On the debt ceiling, Joyce, an appropriator, told Jenkins that it’s “disconcerting, in that folks think that somehow this is going to be a magic ball and how we change all of government. You know, these are debts that are due. … And we need to honor those debts. And so I agree that the national debt is out of control. It’s time we certainly take it seriously. But we need to start negotiating in good faith with members on both sides of the aisle to talk about what we’re going to do to start getting on the ramp towards getting this good ship America back out towards sea. Right now, we’re unfortunately looking at the iceberg that’s in front of us, but we must stop worrying about the money that was already spent and figure out how we’re going to fix these problems going forward,” he said. He added that lawmakers should use the budget and appropriations process to work out the nation’s fiscal problems “and then start to work on those solutions to that and not coming up and using this as a last minute dodge to actually doing our work over the course of the year.”
Shop talk: Marilyn Musgrave
Musgrave is vice president of government affairs for Susan B. Anthony Pro-Life America, the anti-abortion rights group. A Republican, she served three terms in the House and, before that, was a member of the Colorado Senate and House. She has been involved in local, state and federal campaigns for decades.
Starting out: She traces her interest in politics to her ninth grade government teacher, Mr. O’Brien. “I learned early on that what our elected officials did affected our daily lives and our future,” Musgrave said. “He was a liberal, by the way, but what an incredible teacher.” Later, as a married mother of four, she worked on several campaigns and got involved in local politics. Her first run for public office was for a seat on the local school board. She lost by 10 votes but won on her second try.
Most unforgettable campaign moment: Musgrave was running for reelection in 2008 when she encountered a stranger on an airplane. “I was coming out of the restroom, and this lady sees me and she just lights up,” Musgrave recalled. “She’s like, ‘Oh my goodness, I can’t believe I’m standing right next to you’ and ‘I’m so glad you’re running.’ She was effusive in her praise.”
After a few moments, Musgrave realized her fellow passenger had mixed her up with her Democratic opponent, Betsy Markey. “At first, I was just aghast, and then I thought, ‘Oh, let’s just go with this,’ so I thanked her profusely and sat down,” Musgrave said.
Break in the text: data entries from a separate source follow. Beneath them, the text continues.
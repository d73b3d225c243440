//! Error types for the smbridge core crate.
//!
//! Share-client failures surface as [`ClientError`]; the session layer and
//! the file-operations facade wrap them into [`SessionError`] and
//! [`FileError`] so that every message carries the host or path involved
//! together with the underlying cause.

use thiserror::Error;

/// Top-level error type encompassing all core error categories.
#[derive(Error, Debug)]
pub enum CoreError {
    /// A session-related error.
    #[error("Session error: {0}")]
    Session(#[from] SessionError),

    /// A file-operation error.
    #[error("File error: {0}")]
    File(#[from] FileError),

    /// A configuration error (invalid values, missing fields, parse failures).
    #[error("Config error: {0}")]
    Config(#[from] ConfigError),

    /// A low-level I/O error.
    #[error("I/O error: {0}")]
    Io(#[from] std::io::Error),
}

/// Errors reported by a share client implementation.
#[derive(Error, Debug)]
pub enum ClientError {
    /// The remote path does not exist.
    #[error("not found: {0}")]
    NotFound(String),

    /// The remote path exists and the create disposition forbids reuse.
    #[error("already exists: {0}")]
    AlreadyExists(String),

    /// The server refused access (bad credentials, ACLs, share permissions).
    #[error("access denied: {0}")]
    AccessDenied(String),

    /// Any other protocol-level failure reported by the server.
    #[error("protocol error: {0}")]
    Protocol(String),

    /// Transport or stream failure.
    #[error("I/O error: {0}")]
    Io(#[from] std::io::Error),
}

/// Errors related to establishing the authenticated session.
#[derive(Error, Debug)]
pub enum SessionError {
    /// The transport connection to the host could not be opened.
    #[error("Connection to {host} failed: {source}")]
    ConnectFailed {
        host: String,
        #[source]
        source: ClientError,
    },

    /// The host rejected the supplied credentials.
    #[error("Authentication of {username} on {host} failed: {source}")]
    AuthenticationFailed {
        username: String,
        host: String,
        #[source]
        source: ClientError,
    },
}

/// Errors related to file operations against the share.
#[derive(Error, Debug)]
pub enum FileError {
    /// No authenticated session could be established.
    #[error("Session unavailable: {0}")]
    SessionUnavailable(#[from] SessionError),

    /// A remote call failed against an established session.
    #[error("{action}: {path}: {source}")]
    OperationFailed {
        action: &'static str,
        path: String,
        #[source]
        source: ClientError,
    },

    /// The work item carries no body to store.
    #[error("No body to store for {0}")]
    MissingBody(String),

    /// The endpoint passed to `set_endpoint` failed validation.
    #[error("Invalid endpoint: {}", describe_problems(.0))]
    InvalidEndpoint(Vec<ConfigError>),

    /// An operation was invoked before `set_endpoint`.
    #[error("No endpoint configured")]
    NotConfigured,

    /// The operation is part of the capability contract but not implemented
    /// by this adapter.
    #[error("Operation not supported: {0}")]
    NotSupported(&'static str),

    /// A low-level I/O error during file operations.
    #[error("I/O error: {0}")]
    Io(#[from] std::io::Error),
}

fn describe_problems(problems: &[ConfigError]) -> String {
    problems
        .iter()
        .map(ToString::to_string)
        .collect::<Vec<_>>()
        .join("; ")
}

impl FileError {
    pub(crate) fn failed(
        action: &'static str,
        path: impl Into<String>,
        source: impl Into<ClientError>,
    ) -> Self {
        FileError::OperationFailed {
            action,
            path: path.into(),
            source: source.into(),
        }
    }
}

/// A single configuration validation failure.
#[derive(Error, Debug, Clone, PartialEq, Eq)]
#[error("{field}: {message}")]
pub struct ConfigError {
    /// camelCase name of the offending setting.
    pub field: String,
    /// Human-readable error message.
    pub message: String,
}
use serde::{Deserialize, Serialize};
use std::fmt;
use std::str::FromStr;

use parley_protocol::RestrictionOverrides;

/// The closed set of agent kinds.
#[derive(
    Debug, Clone, Copy, PartialEq, Eq, Hash, Serialize, Deserialize, clap::ValueEnum,
)]
#[serde(rename_all = "lowercase")]
pub enum AgentType {
    Tutor,
    Coach,
    Evaluator,
    Thought,
}

/// How a session's events reach the client.
#[derive(Debug, Clone, Copy, PartialEq, Eq)]
pub enum SessionTransport {
    /// The duplex connection, routed by conversation id.
    Shared,
    /// A dedicated server-sent event stream per session.
    PushStream,
}

impl AgentType {
    pub const ALL: [AgentType; 4] = [
        AgentType::Tutor,
        AgentType::Coach,
        AgentType::Evaluator,
        AgentType::Thought,
    ];

    pub fn as_str(&self) -> &'static str {
        match self {
            AgentType::Tutor => "tutor",
            AgentType::Coach => "coach",
            AgentType::Evaluator => "evaluator",
            AgentType::Thought => "thought",
        }
    }

    pub fn transport(&self) -> SessionTransport {
        match self {
            AgentType::Thought => SessionTransport::Shared,
            AgentType::Tutor | AgentType::Coach | AgentType::Evaluator => {
                SessionTransport::PushStream
            }
        }
    }

    pub fn default_policy(&self) -> RestrictionPolicy {
        match self {
            AgentType::Tutor | AgentType::Coach => RestrictionPolicy::PERMISSIVE,
            AgentType::Evaluator => RestrictionPolicy {
                can_switch_agents: false,
                can_access_conversations: false,
                can_type_free_text: true,
                can_end_early: false,
            },
            AgentType::Thought => RestrictionPolicy {
                can_type_free_text: false,
                ..RestrictionPolicy::PERMISSIVE
            },
        }
    }
}

impl fmt::Display for AgentType {
    fn fmt(&self, f: &mut fmt::Formatter<'_>) -> fmt::Result {
        f.write_str(self.as_str())
    }
}

impl FromStr for AgentType {
    type Err = String;

    fn from_str(s: &str) -> Result<Self, Self::Err> {
        AgentType::ALL
            .into_iter()
            .find(|t| t.as_str() == s)
            .ok_or_else(|| format!("unknown agent type: {s}"))
    }
}

/// Capability flags for one agent.
#[derive(Debug, Clone, Copy, PartialEq, Eq, Serialize, Deserialize)]
#[serde(rename_all = "camelCase")]
pub struct RestrictionPolicy {
    pub can_switch_agents: bool,
    pub can_access_conversations: bool,
    pub can_type_free_text: bool,
    pub can_end_early: bool,
}

impl RestrictionPolicy {
    /// What applies when no agent is active.
    pub const PERMISSIVE: RestrictionPolicy = RestrictionPolicy {
        can_switch_agents: true,
        can_access_conversations: true,
        can_type_free_text: true,
        can_end_early: true,
    };

    pub fn with_overrides(&self, overrides: &RestrictionOverrides) -> Self {
        Self {
            can_switch_agents: overrides
                .can_switch_agents
                .unwrap_or(self.can_switch_agents),
            can_access_conversations: overrides
                .can_access_conversations
                .unwrap_or(self.can_access_conversations),
            can_type_free_text: overrides
                .can_type_free_text
                .unwrap_or(self.can_type_free_text),
            can_end_early: overrides.can_end_early.unwrap_or(self.can_end_early),
        }
    }
}

impl Default for RestrictionPolicy {
    fn default() -> Self {
        Self::PERMISSIVE
    }
}

/// One conversational participant.
///
/// The effective policy is the type's default with server overrides layered on
/// top. Only the orchestrator mutates it.
#[derive(Debug, Clone)]
pub struct Agent {
    id: String,
    agent_type: AgentType,
    overrides: RestrictionOverrides,
}

impl Agent {
    pub(crate) fn new(id: String, agent_type: AgentType) -> Self {
        Self {
            id,
            agent_type,
            overrides: RestrictionOverrides::default(),
        }
    }

    pub fn id(&self) -> &str {
        &self.id
    }

    pub fn agent_type(&self) -> AgentType {
        self.agent_type
    }

    pub fn policy(&self) -> RestrictionPolicy {
        self.agent_type.default_policy().with_overrides(&self.overrides)
    }

    pub(crate) fn apply_overrides(&mut self, overrides: &RestrictionOverrides) {
        self.overrides.merge(overrides);
    }

    pub(crate) fn reset_overrides(&mut self) {
        self.overrides = RestrictionOverrides::default();
    }
}

#[derive(Debug, Clone, Copy, PartialEq, Eq, Serialize, Deserialize)]
#[serde(rename_all = "lowercase")]
pub enum SessionStatus {
    Active,
    Background,
    Completed,
    Terminated,
}

/// One running execution of an agent.
#[derive(Debug, Clone, PartialEq, Eq, Serialize)]
pub struct Session {
    pub id: String,
    pub agent_id: String,
    pub conversation_id: Option<String>,
    pub status: SessionStatus,
}

impl Session {
    /// Still executing (active or background).
    pub fn is_live(&self) -> bool {
        matches!(self.status, SessionStatus::Active | SessionStatus::Background)
    }
}

/// Read-only view of an agent for consumers.
#[derive(Debug, Clone, Serialize)]
pub struct AgentSnapshot {
    pub id: String,
    pub agent_type: AgentType,
    pub policy: RestrictionPolicy,
    pub active: bool,
    pub session: Option<Session>,
    pub stream_open: bool,
    pub buffered: usize,
}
She wound up losing the election to Markey but the experience served as a reminder that “you don’t want to take yourself too seriously” in politics.
Biggest campaign regret: “There have been many disappointments along the way,” she said, citing her own electoral losses as well as those of fellow Colorado Republicans. But her big-picture regret is Colorado’s overall shift from a Republican-leaning state to one where Democrats hold all statewide offices and control both legislative chambers. “Seeing my state go blue with all these liberal policies [is] my biggest regret,” she said. “I want my state back.”
Unconventional wisdom: Stand by your principles, take the tough votes and hold your head high, she said. “Baptisms by fire are good for you,” she said. “Get a thick skin and, no matter how discouraged you get, realize with a heart of gratitude that this is the best thing going in the whole world. What a blessing.”
The first March for Life since the Supreme Court struck down the Roe v. Wade decision happens on Friday afternoon, while VP Harris speaks in Florida Sunday to mark the Roe ruling’s 50th anniversary.